Possible Duplicate:
Right way to defrost roux

I've always heard that it's best to add roux to liquids that are at or near a boil, however I ran across this video recently where the chef says specifically "add cold milk to the roux. Cold milk, hot roux, no lumps."

Is there a standard rule for adding roux to sauces? Do things change if you're using milk vs. stock or other liquids? And can anyone explain the chemistry as to why cold or hot liquid would be better?

  • 1
    @BobMcGee, I agree that the same answer applies, but it's not the same question. Sep 12, 2012 at 13:43
  • This is definitely not a duplicate question. It just happens that the answer to a different question has some overlap with the answer to this one...
    – Steve
    Jul 3, 2017 at 6:42

1 Answer 1


I've heard a few different answers (theories) as to why you should use different temperature liquids to the roux, most of it's related to starch gelatinization. I'm also not a fan of scalding milk when I don't have to, as it can bubble over if you don't pay attention and/or taken on a bit of a scorched taste.

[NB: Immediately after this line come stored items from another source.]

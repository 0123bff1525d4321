//! Core domain types for the Hummingbot executor client.
//!
//! This crate provides the fundamental types used throughout the client:
//! - `Price`, `Amount`: precision-safe numeric types
//! - `Executor`, `ExecutorType`, `ExecutorStatus`: remote executor model
//! - `TripleBarrierConfig`: stop-loss / take-profit / time-limit exits
//! - `GridConfig`: grid bounds with client-side validation
//! - `Position`, `PositionKey`: held-asset exposure bookkeeping

pub mod barrier;
pub mod decimal;
pub mod error;
pub mod executor;
pub mod grid;
pub mod pair;
pub mod position;

pub use barrier::{BarrierOrderType, TrailingStopConfig, TripleBarrierConfig};
pub use decimal::{Amount, Price};
pub use error::{CoreError, Result};
pub use executor::{Executor, ExecutorId, ExecutorStatus, ExecutorType, TradeSide};
pub use grid::{GridConfig, GridLevelCeiling};
pub use pair::TradingPair;
pub use position::{Position, PositionKey};
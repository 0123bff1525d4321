//! The executor registry.
//!
//! A mutex-guarded, insertion-ordered collection of executor records.
//! All mutations are serialized through the lock and guarded by the
//! status transition rules, so a stale response can never move a record
//! backwards. The lock is never held across a network call.

use crate::api::ExecutorApi;
use crate::error::{RegistryError, RegistryResult};
use crate::request::{CreateExecutorRequest, ExecutorFilter, ValidationWarning};
use hbx_config::ExecutorDefaults;
use hbx_core::{Executor, ExecutorId, ExecutorStatus};
use parking_lot::Mutex;
use rust_decimal::Decimal;
use std::collections::BTreeMap;
use std::sync::Arc;
use tracing::{debug, info, warn};

/// One locally known executor.
#[derive(Debug, Clone, PartialEq)]
pub struct ExecutorRecord {
    /// Last accepted server-reported state.
    pub executor: Executor,
    /// False for executors discovered out-of-band: they are listed for
    /// visibility but were not created through this registry.
    pub tracked: bool,
    /// Bumped on every accepted state change; a record whose sequence
    /// advanced past a caller's snapshot has newer state than the
    /// snapshot suggests.
    pub seq: u64,
}

/// Aggregate statistics over the registry.
#[derive(Debug, Clone, Default, PartialEq)]
pub struct RegistrySummary {
    pub total: usize,
    pub active: usize,
    pub terminal: usize,
    pub by_type: BTreeMap<String, usize>,
    pub by_status: BTreeMap<String, usize>,
    /// Sum of reported net PnL across records that carry one.
    pub total_net_pnl_quote: Decimal,
}

/// Local view of remote executors, reconciled against polled state.
pub struct ExecutorRegistry<A: ExecutorApi> {
    api: Arc<A>,
    defaults: ExecutorDefaults,
    records: Mutex<Vec<ExecutorRecord>>,
}

impl<A: ExecutorApi> ExecutorRegistry<A> {
    pub fn new(api: Arc<A>) -> Self {
        Self::with_defaults(api, ExecutorDefaults::default())
    }

    /// Registry that merges saved per-type defaults into every create.
    pub fn with_defaults(api: Arc<A>, defaults: ExecutorDefaults) -> Self {
        Self {
            api,
            defaults,
            records: Mutex::new(Vec::new()),
        }
    }

    /// Validate and submit a create request; on success the executor is
    /// tracked with status `Opening`.
    ///
    /// Validation failures (grid ordering, malformed barriers) are
    /// returned before any network call. Soft warnings are logged.
    pub async fn create(&self, request: CreateExecutorRequest) -> RegistryResult<Executor> {
        let warnings = request.validate()?;
        for warning in &warnings {
            match warning {
                ValidationWarning::UnboundedExit => warn!(
                    connector = %request.connector,
                    trading_pair = %request.trading_pair,
                    "executor has no bounded exit condition (no stop-loss, take-profit, or time limit)"
                ),
                ValidationWarning::GridLevels(ceiling) => warn!(
                    requested = ceiling.requested,
                    max_levels = ceiling.max_levels,
                    "requested grid levels exceed what capital and spread density support"
                ),
            }
        }

        let mut wire = request.to_wire();
        self.defaults
            .apply(request.executor_type.as_str(), &mut wire);

        let mut executor = self
            .api
            .create_executor(wire, request.account_name.clone())
            .await?;

        // Submission implies the lifecycle has begun even if the server
        // answers before its own state machine ticks.
        if executor.status == ExecutorStatus::NotActive {
            executor.status = ExecutorStatus::Opening;
        }

        info!(
            id = %executor.id,
            executor_type = %executor.executor_type,
            trading_pair = %executor.trading_pair,
            "executor created"
        );

        let mut records = self.records.lock();
        records.push(ExecutorRecord {
            executor: executor.clone(),
            tracked: true,
            seq: 0,
        });
        Ok(executor)
    }

    /// Poll the server for one executor and fold the result into the
    /// local record. Ids unknown locally are added as untracked.
    pub async fn refresh(&self, id: &ExecutorId) -> RegistryResult<Executor> {
        let server_state = self.api.get_executor(id.clone()).await?;
        Ok(self.apply_server_state(server_state))
    }

    /// Stop an executor.
    ///
    /// Calling stop on an already-terminal executor is a no-op that
    /// returns the current state without touching the network. On
    /// failure the record keeps its last known state and the error
    /// propagates: stopping a live position must not be masked.
    pub async fn stop(
        &self,
        id: &ExecutorId,
        keep_position: bool,
    ) -> RegistryResult<Executor> {
        {
            let records = self.records.lock();
            let record = find(&records, id).ok_or_else(|| {
                RegistryError::UnknownExecutor(id.clone())
            })?;
            if record.executor.is_terminal() {
                debug!(id = %id, status = %record.executor.status, "stop on terminal executor is a no-op");
                return Ok(record.executor.clone());
            }
        }

        let server_state = self.api.stop_executor(id.clone(), keep_position).await?;
        info!(id = %id, keep_position, status = %server_state.status, "executor stopped");
        Ok(self.apply_server_state(server_state))
    }

    /// Locally tracked executors matching a filter, in insertion order.
    pub fn list(&self, filter: &ExecutorFilter) -> Vec<ExecutorRecord> {
        self.records
            .lock()
            .iter()
            .filter(|r| filter.matches(&r.executor))
            .cloned()
            .collect()
    }

    /// Current record for one executor.
    pub fn get(&self, id: &ExecutorId) -> Option<ExecutorRecord> {
        find(&self.records.lock(), id).cloned()
    }

    /// Pull the server's executor list and fold it into local state.
    /// Returns the ids that were previously unknown (added untracked).
    pub async fn sync_from_server(
        &self,
        filter: ExecutorFilter,
    ) -> RegistryResult<Vec<ExecutorId>> {
        let executors = self.api.search_executors(filter).await?;
        let mut discovered = Vec::new();
        for executor in executors {
            let known = {
                let records = self.records.lock();
                find(&records, &executor.id).is_some()
            };
            if !known {
                discovered.push(executor.id.clone());
            }
            self.apply_server_state(executor);
        }
        if !discovered.is_empty() {
            info!(count = discovered.len(), "discovered out-of-band executors");
        }
        Ok(discovered)
    }

    /// Drop an executor from local tracking. The remote executor is not
    /// touched; this mirrors deleting it from the tracked set.
    pub fn forget(&self, id: &ExecutorId) -> RegistryResult<ExecutorRecord> {
        let mut records = self.records.lock();
        let idx = records
            .iter()
            .position(|r| &r.executor.id == id)
            .ok_or_else(|| RegistryError::UnknownExecutor(id.clone()))?;
        Ok(records.remove(idx))
    }

    /// Aggregate statistics over all local records.
    pub fn summary(&self) -> RegistrySummary {
        let records = self.records.lock();
        let mut summary = RegistrySummary {
            total: records.len(),
            ..Default::default()
        };
        for record in records.iter() {
            let executor = &record.executor;
            if executor.status.is_active() {
                summary.active += 1;
            }
            if executor.is_terminal() {
                summary.terminal += 1;
            }
            *summary
                .by_type
                .entry(executor.executor_type.to_string())
                .or_default() += 1;
            *summary
                .by_status
                .entry(executor.status.to_string())
                .or_default() += 1;
            if let Some(pnl) = executor.net_pnl_quote {
                summary.total_net_pnl_quote += pnl;
            }
        }
        summary
    }

    /// Fold a server-reported state into the local record, refusing
    /// regressions (e.g. a stale `Running` after a terminal status).
    /// Unknown ids are added as untracked.
    fn apply_server_state(&self, server: Executor) -> Executor {
        let mut records = self.records.lock();
        match records.iter_mut().find(|r| r.executor.id == server.id) {
            Some(record) => {
                if record.executor.status.can_transition_to(server.status) {
                    record.executor = server;
                    record.seq += 1;
                } else {
                    warn!(
                        id = %server.id,
                        local = %record.executor.status,
                        reported = %server.status,
                        "ignoring stale server state: transition would go backwards"
                    );
                }
                record.executor.clone()
            }
            None => {
                debug!(id = %server.id, "adding out-of-band executor as untracked");
                records.push(ExecutorRecord {
                    executor: server.clone(),
                    tracked: false,
                    seq: 0,
                });
                server
            }
        }
    }
}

I've always added cold milk when making a bechamel in part because that's the way I learned growing up, but if I'm thickening a gravy I'm generally using warmer liquid (drippings, let to sit so you can separate out the fat). I rarely use a roux to thicken something near a boil ... for that, I'll use a slurry.

There are differences when dealing with adding cold liquid to a roux -- you need to add the liquid slowly, and stir it well before each addition, which also gives it a chance to come back up to temperature. Of course, I recommend always adding the liquid slowly, as I find it easier than trying to work out lumps afterwards.